We also recognize that in order to radically transform our political landscape towards healing, connection, and liberation, we must acknowledge and reckon with the long and painful histories (and current realities) of white supremacy and colonization, while working to disrupt these systems in our everyday work and lives. And we commit to holding ourselves accountable in this work by following the lead of Indigenous folks and other marginalized communities who we know have the vision, the tools, and the heart to co-create the worlds we so desperately need.
This month, and every day, we invite you to listen, learn from, and directly support Indigenous-led Resist grantees who embody wisdom and are on the ground taking action for their sovereignty, their dignity, their health, as well as the wellbeing of planet earth.
[Image description: Protestors outside holding up signs. This red sign with white lettering reads: "INDIGENOUS JUSTICE IS CLIMATE JUSTICE" with two arrows on either side of the word "is".]
“In Iroquois society, leaders are encouraged to remember seven generations in the past and consider seven generations in the future when making decisions that affect the people.” ― Wilma Pearl Mankiller, Principal Chief of the Cherokee Nation
Support Indigenous Sovereignty and Liberation
Below you’ll find a directory of Indigenous and Indigenous-led Resist grantees who won't stop resisting and re-imagining a world until Indigenous sovereignty and liberation, visibility, dignity, and rights become truth. They deserve your direct support year-round, not just during Native American Heritage Month.
We know that when we take leadership from Native peoples and support those fighting to radically heal and reimagine a more abundant and interconnected world, we all win. Join us in meeting this moment with action and support the transformative work our grantees are doing today and every day in the name of sovereignty, dignity, freedom, and the health of our planet.
Click on the grantees' names below to visit their websites and donate to their cause. Please note, some grantees receive donations through fiscal sponsors in which case you can note the grantee's name in the description box.
[Image description: Protestor wearing red mask with yellow sunflower, denim jacket, and white and red t-shirt holds a sign that reads: "Land Back" next to another protestor wearing a blue mask. Photo credit: Nick Lachance]
Apache wisdom tells us that from the atom to the universe, everything is connected; I feel the calling to help people align themselves to that in a good, healthy way. - Kochis-Clark, Founder of Herbal Gardens Wellness
Indigenous/Indigenous-Led Grantee Directory
* Alianza Indigena Sin Fronteras/Indigenous Alliance Without Borders: As a collective of Indigenous Peoples, their mission is to affirm the rights of Indigenous peoples, their right to self-determination, their collective human and civil rights, the rights of sovereignty, the protection of sacred sites, and the free unrestricted movement across international borders.

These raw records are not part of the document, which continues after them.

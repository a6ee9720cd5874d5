use serde::Deserialize;

/// TOML-deserializable config file. All fields optional for layered merging.
#[derive(Debug, Clone, Deserialize, Default)]
#[serde(deny_unknown_fields)]
pub struct FileConfig {
    #[serde(default)]
    pub defaults: DefaultsFileConfig,
    #[serde(default)]
    pub targeting: TargetingFileConfig,
    #[serde(default)]
    pub frameworks: FrameworksFileConfig,
    #[serde(default)]
    pub watch: WatchFileConfig,
}

#[derive(Debug, Clone, Deserialize, Default)]
pub struct DefaultsFileConfig {
    pub format: Option<String>,
    pub quiet: Option<bool>,
    pub include_tests: Option<bool>,
}

#[derive(Debug, Clone, Deserialize, Default)]
pub struct TargetingFileConfig {
    #[serde(default)]
    pub include: Vec<String>,
    #[serde(default)]
    pub exclude: Vec<String>,
}

#[derive(Debug, Clone, Deserialize, Default)]
pub struct FrameworksFileConfig {
    /// Framework names as accepted by `--framework`
    pub enabled: Option<Vec<String>>,
}

#[derive(Debug, Clone, Deserialize, Default)]
pub struct WatchFileConfig {
    pub debounce_ms: Option<u64>,
}

impl FileConfig {
    pub fn from_toml(s: &str) -> Result<Self, toml::de::Error> {
        toml::from_str(s)
    }
}
//! ドメイン層
//!
//! リレーの中核となるモデルとルールを定義します。
//!
//! - `value_object`: 接続 ID・ユーザー ID などの値オブジェクト
//! - `entity`: Identity / Session / ChatMessage
//! - `identity_pool`: 固定長の Identity プール（フリーリスト）
//! - `registry`: 接続レジストリ集約（プール + 接続中セッション）
//! - `session_machine`: 接続ごとのライフサイクル状態機械
//! - `repository` / `message_pusher`: Infrastructure 層が実装する trait

pub mod entity;
pub mod error;
pub mod identity_pool;
pub mod message_pusher;
pub mod registry;
pub mod repository;
pub mod session_machine;
pub mod value_object;

pub use entity::{ChatMessage, Identity, Session};
pub use error::{DomainError, MessagePushError, RepositoryError, ValueObjectError};
pub use identity_pool::IdentityPool;
pub use message_pusher::{MessagePusher, PusherChannel};
pub use registry::{ConnectionRegistry, roster_excluding};
pub use repository::ConnectionRepository;
pub use session_machine::{SessionAction, SessionInput, SessionMachine, SessionPhase};
pub use value_object::{
    ConnectionId, ConnectionIdFactory, DisplayName, MessageContent, Timestamp, UserId,
};

#[cfg(test)]
pub use message_pusher::MockMessagePusher;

* All Relations United: All Relations United utilizes the Lakota philosophy of Mitakuye Oyasin, "we are all related," as our guiding principle, to unite, reinvest in and empower their communities.
* Carrizo Comecrudo Tribe of Texas: The desire of the Carrizo Comecrudo Nation is to be advocates of peace and harmony among their own people as well as other Nations.
* Center for Embodied Pedagogy and Action (CEPA): CEPA's mission is to decolonize Puerto Rico through a diverse array of healing practices and encounters grounded in community care, creativity, and ancestral reclamation, centering those who have been targeted by systems of capitalism and colonialism.
* Colectivo Ilé: Colectivo Ilé's mission is to educate, organize and research to strengthen the anti-racist and decolonizing work leading to generate changes, psycho-social, cultural, economic, and political in and out of Puerto Rico community, academic, spiritual realm. They aim to form partnerships through community organizations with various sectors of society to affirm African roots and eradicate institutional, cultural, and individual racism in spaces inside and outside of Puerto Rico.
* Earthlodge Center for Transformation: Earthlodge Center for Transformation aims to provide healing sanctuary and Earth stewardship principles to queer, trans; elderly; womyn and girls; children particularly, Black, immigrant, and marginalized cultures and community.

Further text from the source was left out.